Otis Brawley, MD talks to journalists at the opening session of the Association of Health Care Journalists 2019. Image by Larry Canner.

Brawley argued that the US needs to prioritize eliminating disparities that are economic, urban-rural, racial and now between states that have supported Medicaid expansion and have not. He touched on the need to get back to prevention and how to get everyone access to care.

His top priority now? He wants to get politicians to care about Americans. “When you are saying you're going to tear down our current health care system and not replace it with anything, you’re saying let those people suffer and die,” Brawley said.

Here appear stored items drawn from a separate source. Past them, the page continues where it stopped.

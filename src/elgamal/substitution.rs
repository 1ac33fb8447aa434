// -*- mode: rust; -*-
//
// This file is part of pairing-tss.
// See LICENSE for licensing information.

use std::collections::HashMap;

use crate::algebra::{FieldElement, GroupElement};
use crate::{Error, SignatureSchema};

/// Number of distinct plaintext values, one per byte value.
pub const DOMAIN_SIZE: u64 = 256;

/// Maps each byte value to the field element it is encrypted as.
#[derive(Clone, Debug)]
pub struct DirectTable {
    schema: SignatureSchema,
    elements: Vec<FieldElement>,
}

impl DirectTable {
    /// Byte `b` maps to the field element `b`.
    pub fn new(schema: SignatureSchema) -> Result<DirectTable, Error> {
        let field = schema.field()?;
        let elements = (0..DOMAIN_SIZE)
            .map(|value| field.element_from_u64(value))
            .collect::<Result<Vec<_>, _>>()?;
        Ok(DirectTable { schema, elements })
    }

    /// The schema the table was built for.
    pub fn schema(&self) -> SignatureSchema {
        self.schema
    }

    /// The substitute for `byte`.
    pub fn get(&self, byte: u8) -> Option<&FieldElement> {
        self.elements.get(byte as usize)
    }
}

/// Maps `generator * substitute(b)` in the public key group back to `b`.
#[derive(Clone, Debug)]
pub struct InverseTable {
    schema: SignatureSchema,
    lookup: HashMap<GroupElement, u8>,
}

impl InverseTable {
    /// Inverts `direct` through the public key group generator.
    pub fn new(direct: &DirectTable) -> Result<InverseTable, Error> {
        let group = direct.schema.public_key_group()?;
        let generators = vec![group.generator()?; direct.elements.len()];
        let points = group.batch_scalar_mul(&generators, &direct.elements)?;
        let lookup = points
            .into_iter()
            .enumerate()
            .map(|(byte, point)| (point, byte as u8))
            .collect();
        Ok(InverseTable {
            schema: direct.schema,
            lookup,
        })
    }

    /// The schema the table was built for.
    pub fn schema(&self) -> SignatureSchema {
        self.schema
    }

    /// The byte whose commitment is `point`, if any.
    pub fn get(&self, point: &GroupElement) -> Option<u8> {
        self.lookup.get(point).copied()
    }
}

/// Both substitution tables for one schema, computed once and shared.
#[derive(Clone, Debug)]
pub struct SubstitutionTables {
    direct: DirectTable,
    inverse: InverseTable,
}

impl SubstitutionTables {
    /// Builds the direct table and its inverse.
    pub fn new(schema: SignatureSchema) -> Result<SubstitutionTables, Error> {
        let direct = DirectTable::new(schema)?;
        let inverse = InverseTable::new(&direct)?;
        log::debug!(
            "built substitution tables for schema {:#04x}",
            schema.id_byte()
        );
        Ok(SubstitutionTables { direct, inverse })
    }

    /// Used when encrypting.
    pub fn direct(&self) -> &DirectTable {
        &self.direct
    }

    /// Used when decrypting.
    pub fn inverse(&self) -> &InverseTable {
        &self.inverse
    }
}

#[cfg(test)]
mod tests {
    use std::collections::HashSet;

    use super::*;

    #[test]
    fn tables_are_bijective() {
        let tables = SubstitutionTables::new(SignatureSchema::DEFAULT).unwrap();
        let group = SignatureSchema::DEFAULT.public_key_group().unwrap();
        let generator = group.generator().unwrap();

        let mut seen = HashSet::new();
        for byte in 0..=255u8 {
            let element = tables.direct().get(byte).unwrap();
            assert!(seen.insert(element.clone()));
            let point = generator.multiply(element).unwrap();
            assert_eq!(tables.inverse().get(&point), Some(byte));
        }

        let doubled = generator.add(&generator).unwrap();
        assert_eq!(tables.inverse().get(&doubled), Some(2));
        assert_eq!(tables.inverse().get(&group.zero().unwrap()), Some(0));
    }
}
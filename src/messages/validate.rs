//! Validation rules applied before a transaction touches roster state.

use super::constants::{MAX_TSS_MESSAGE_LEN, MIN_SHARE_INDEX};
use super::*;

use thiserror::Error;

/// A transaction that can check its own well-formedness.
pub trait Validate {
    /// Returns `self` if every rule holds.
    fn validate(&self) -> Result<&Self, MsgErr>;
}

fn check_payload(payload: &[u8], empty: MsgErr) -> Result<(), MsgErr> {
    if payload.is_empty() {
        return Err(empty);
    }
    if payload.len() > MAX_TSS_MESSAGE_LEN {
        return Err(MsgErr::MsgTooBig);
    }
    Ok(())
}

impl Validate for TssMessageTransaction {
    fn validate(&self) -> Result<&Self, MsgErr> {
        if self.share_index < MIN_SHARE_INDEX {
            return Err(MsgErr::InvalidShareIndex);
        }
        check_payload(&self.tss_message, MsgErr::EmptyTssMessage)?;
        Ok(self)
    }
}

impl Validate for TssVoteTransaction {
    fn validate(&self) -> Result<&Self, MsgErr> {
        // Votes are only counted for the node that submitted them.
        if self.voter != self.transaction_id.submitter {
            return Err(MsgErr::VoterMustBeSubmitter);
        }
        check_payload(&self.ledger_id, MsgErr::EmptyLedgerId)?;
        check_payload(&self.node_signature, MsgErr::EmptyNodeSignature)?;
        check_payload(&self.tss_vote, MsgErr::EmptyVote)?;
        Ok(self)
    }
}

impl Validate for TssShareSignatureTransaction {
    fn validate(&self) -> Result<&Self, MsgErr> {
        if self.share_index < MIN_SHARE_INDEX {
            return Err(MsgErr::InvalidShareIndex);
        }
        check_payload(&self.message_hash, MsgErr::EmptyMessageHash)?;
        check_payload(&self.share_signature, MsgErr::EmptyShareSignature)?;
        Ok(self)
    }
}

/// The error a transaction can produce if it fails validation.
#[derive(Error, Debug, Copy, Clone, Eq, PartialEq)]
pub enum MsgErr {
    /// Share indexes start at 1.
    #[error("share index must be at least 1")]
    InvalidShareIndex,
    /// The message payload is empty.
    #[error("the tss message is empty")]
    EmptyTssMessage,
    /// The voter is not the submitter.
    #[error("the voter of this transaction must be its submitter")]
    VoterMustBeSubmitter,
    /// The vote carries no ledger id.
    #[error("the ledger id is empty")]
    EmptyLedgerId,
    /// The vote is unsigned.
    #[error("the node signature is empty")]
    EmptyNodeSignature,
    /// The vote bit set is empty.
    #[error("the vote is empty")]
    EmptyVote,
    /// The signed hash is empty.
    #[error("the message hash is empty")]
    EmptyMessageHash,
    /// The share signature is empty.
    #[error("the share signature is empty")]
    EmptyShareSignature,
    /// A payload exceeds [`MAX_TSS_MESSAGE_LEN`].
    #[error("the message is too big")]
    MsgTooBig,
}
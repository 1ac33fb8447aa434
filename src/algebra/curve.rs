// -*- mode: rust; -*-
//
// This file is part of pairing-tss.
// See LICENSE for licensing information.

use std::sync::Arc;

use crate::adapter::{Bls12381Adapter, CurveAdapter, GroupId};
use crate::algebra::{BilinearPairing, Field, Group};
use crate::Error;

/// The largest curve id that fits in a schema id byte.
pub const MAX_CURVE_ID: u8 = 0x7f;

/// Identifies a pairing-friendly curve by its seven-bit id.
///
/// A `Curve` is plain data; the arithmetic behind it is resolved on demand
/// with [`Curve::adapter`], so schemas naming curves this build cannot compute
/// on can still be parsed and compared.
#[derive(Copy, Clone, Debug, Eq, PartialEq, Hash, PartialOrd, Ord)]
#[cfg_attr(feature = "serde", derive(serde::Serialize, serde::Deserialize))]
pub struct Curve(u8);

impl Curve {
    /// BLS12-381.
    pub const BLS12_381: Curve = Curve(0);

    /// Checks that `id` fits in seven bits.
    pub fn new(id: u8) -> Result<Curve, Error> {
        if id > MAX_CURVE_ID {
            return Err(Error::InvalidCurveId(id));
        }
        Ok(Curve(id))
    }

    pub(crate) fn from_masked_id(id: u8) -> Curve {
        Curve(id & MAX_CURVE_ID)
    }

    /// The curve id.
    pub fn id(&self) -> u8 {
        self.0
    }

    /// The native implementation of this curve.
    pub fn adapter(&self) -> Result<Arc<dyn CurveAdapter>, Error> {
        match *self {
            Curve::BLS12_381 => Ok(Arc::new(Bls12381Adapter)),
            Curve(id) => Err(Error::UnsupportedCurve(id)),
        }
    }

    /// The scalar field of the curve.
    pub fn field(&self) -> Result<Field, Error> {
        Ok(Field::new(self.adapter()?))
    }

    /// One of the curve's source groups.
    pub fn group(&self, id: GroupId) -> Result<Group, Error> {
        Ok(Group::new(self.adapter()?, id))
    }

    /// The curve's pairing.
    pub fn pairing(&self) -> Result<BilinearPairing, Error> {
        Ok(BilinearPairing::new(self.adapter()?))
    }
}

#[cfg(test)]
mod tests {
    use super::*;

    #[test]
    fn curve_ids_are_seven_bits() {
        assert_eq!(Curve::new(127).map(|c| c.id()), Ok(127));
        assert_eq!(Curve::new(128), Err(Error::InvalidCurveId(128)));
    }

    #[test]
    fn unknown_curves_do_not_resolve() {
        let curve = Curve::new(5).unwrap();
        assert_eq!(curve.field().err(), Some(Error::UnsupportedCurve(5)));
        assert!(Curve::BLS12_381.field().is_ok());
    }
}
// -*- mode: rust; -*-
//
// This file is part of pairing-tss.
// See LICENSE for licensing information.

use std::fmt;
use std::hash::{Hash, Hasher};
use std::sync::Arc;

use rand_core::{CryptoRng, RngCore};
use zeroize::Zeroize;

use crate::adapter::{CurveAdapter, RANDOM_SEED_SIZE};
use crate::algebra::check;
use crate::Error;

/// The scalar field of a pairing-friendly curve.
#[derive(Clone)]
pub struct Field {
    adapter: Arc<dyn CurveAdapter>,
}

impl Field {
    /// A field computing through `adapter`.
    pub fn new(adapter: Arc<dyn CurveAdapter>) -> Field {
        Field { adapter }
    }

    /// Id of the curve this field belongs to.
    pub fn curve_id(&self) -> u8 {
        self.adapter.curve_id()
    }

    /// Size in bytes of a serialized element.
    pub fn element_size(&self) -> usize {
        self.adapter.field_elements_size()
    }

    pub(crate) fn adapter(&self) -> &dyn CurveAdapter {
        self.adapter.as_ref()
    }

    fn compute<F>(&self, op: F) -> Result<FieldElement, Error>
    where
        F: FnOnce(&dyn CurveAdapter, &mut [u8]) -> i32,
    {
        let mut bytes = vec![0u8; self.element_size()];
        check(op(self.adapter(), &mut bytes))?;
        Ok(FieldElement {
            field: self.clone(),
            bytes,
        })
    }

    /// The additive identity.
    pub fn zero(&self) -> Result<FieldElement, Error> {
        self.compute(|adapter, out| adapter.field_zero(out))
    }

    /// The multiplicative identity.
    pub fn one(&self) -> Result<FieldElement, Error> {
        self.compute(|adapter, out| adapter.field_one(out))
    }

    /// `value` embedded in the field.
    pub fn element_from_u64(&self, value: u64) -> Result<FieldElement, Error> {
        self.compute(|adapter, out| adapter.field_from_u64(value, out))
    }

    /// A uniformly random element drawn from `rng`.
    pub fn random_element<R: RngCore + CryptoRng>(
        &self,
        rng: &mut R,
    ) -> Result<FieldElement, Error> {
        let mut seed = [0u8; RANDOM_SEED_SIZE];
        rng.fill_bytes(&mut seed);
        let element = self.compute(|adapter, out| adapter.field_from_random_seed(&seed, out));
        seed.zeroize();
        element
    }

    /// Parses a canonical element encoding.
    pub fn element_from_bytes(&self, bytes: &[u8]) -> Result<FieldElement, Error> {
        if bytes.len() != self.element_size() {
            return Err(Error::InvalidElementSize {
                expected: self.element_size(),
                actual: bytes.len(),
            });
        }
        self.compute(|adapter, out| adapter.field_from_bytes(bytes, out))
    }
}

impl PartialEq for Field {
    fn eq(&self, other: &Self) -> bool {
        self.curve_id() == other.curve_id()
    }
}

impl Eq for Field {}

impl fmt::Debug for Field {
    fn fmt(&self, f: &mut fmt::Formatter<'_>) -> fmt::Result {
        f.debug_struct("Field")
            .field("curve_id", &self.curve_id())
            .finish()
    }
}

/// An element of a curve's scalar field, held in its serialized form.
#[derive(Clone)]
pub struct FieldElement {
    field: Field,
    bytes: Vec<u8>,
}

impl FieldElement {
    /// The field this element belongs to.
    pub fn field(&self) -> &Field {
        &self.field
    }

    /// The serialized element.
    pub fn as_bytes(&self) -> &[u8] {
        &self.bytes
    }

    /// A copy of the serialized element.
    pub fn to_bytes(&self) -> Vec<u8> {
        self.bytes.clone()
    }

    fn binary<F>(&self, other: &FieldElement, op: F) -> Result<FieldElement, Error>
    where
        F: FnOnce(&dyn CurveAdapter, &[u8], &[u8], &mut [u8]) -> i32,
    {
        if self.field != other.field {
            return Err(Error::CurveMismatch);
        }
        self.field
            .compute(|adapter, out| op(adapter, &self.bytes, &other.bytes, out))
    }

    /// `self + other`
    pub fn add(&self, other: &FieldElement) -> Result<FieldElement, Error> {
        self.binary(other, |adapter, a, b, out| adapter.field_add(a, b, out))
    }

    /// `self - other`
    pub fn subtract(&self, other: &FieldElement) -> Result<FieldElement, Error> {
        self.binary(other, |adapter, a, b, out| adapter.field_subtract(a, b, out))
    }

    /// `self * other`
    pub fn multiply(&self, other: &FieldElement) -> Result<FieldElement, Error> {
        self.binary(other, |adapter, a, b, out| adapter.field_multiply(a, b, out))
    }

    /// `self ^ exponent`
    pub fn pow(&self, exponent: u64) -> Result<FieldElement, Error> {
        self.field
            .compute(|adapter, out| adapter.field_pow(&self.bytes, exponent, out))
    }

    /// The multiplicative inverse; fails with [`Error::CannotInvert`] for zero.
    pub fn inverse(&self) -> Result<FieldElement, Error> {
        self.field
            .compute(|adapter, out| adapter.field_inverse(&self.bytes, out))
    }

    /// `0 - self`
    pub fn negate(&self) -> Result<FieldElement, Error> {
        self.field.zero()?.subtract(self)
    }
}

impl PartialEq for FieldElement {
    fn eq(&self, other: &Self) -> bool {
        self.field == other.field && self.bytes == other.bytes
    }
}

impl Eq for FieldElement {}

impl Hash for FieldElement {
    fn hash<H: Hasher>(&self, state: &mut H) {
        self.field.curve_id().hash(state);
        self.bytes.hash(state);
    }
}

impl fmt::Debug for FieldElement {
    fn fmt(&self, f: &mut fmt::Formatter<'_>) -> fmt::Result {
        f.debug_tuple("FieldElement")
            .field(&hex::encode(&self.bytes))
            .finish()
    }
}

impl Zeroize for FieldElement {
    fn zeroize(&mut self) {
        self.bytes.zeroize();
    }
}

A clear sign this conference is for journalists: The line of people asking questions stretched to the back of the room.

In welcoming the more than 700 conference attendees, Ellen J. MacKenzie, dean of the Johns Hopkins Bloomberg School of Public Health , said it best, at the welcome session: “Thank you all for the articles you write, the hard questions you ask, and your abiding respect for truth and evidence.

“Thank you for producing real news!”

 

Ed. Note:

If you’re in Baltimore for the conference, don’t miss this afternoon’s panel moderated by Global Health NOW Editor-in-Chief Brian W. Simpson: “Global health in America: Local health programs modeled on African and Asian initiatives.” It’s at 1:40 pm in Key 11-12.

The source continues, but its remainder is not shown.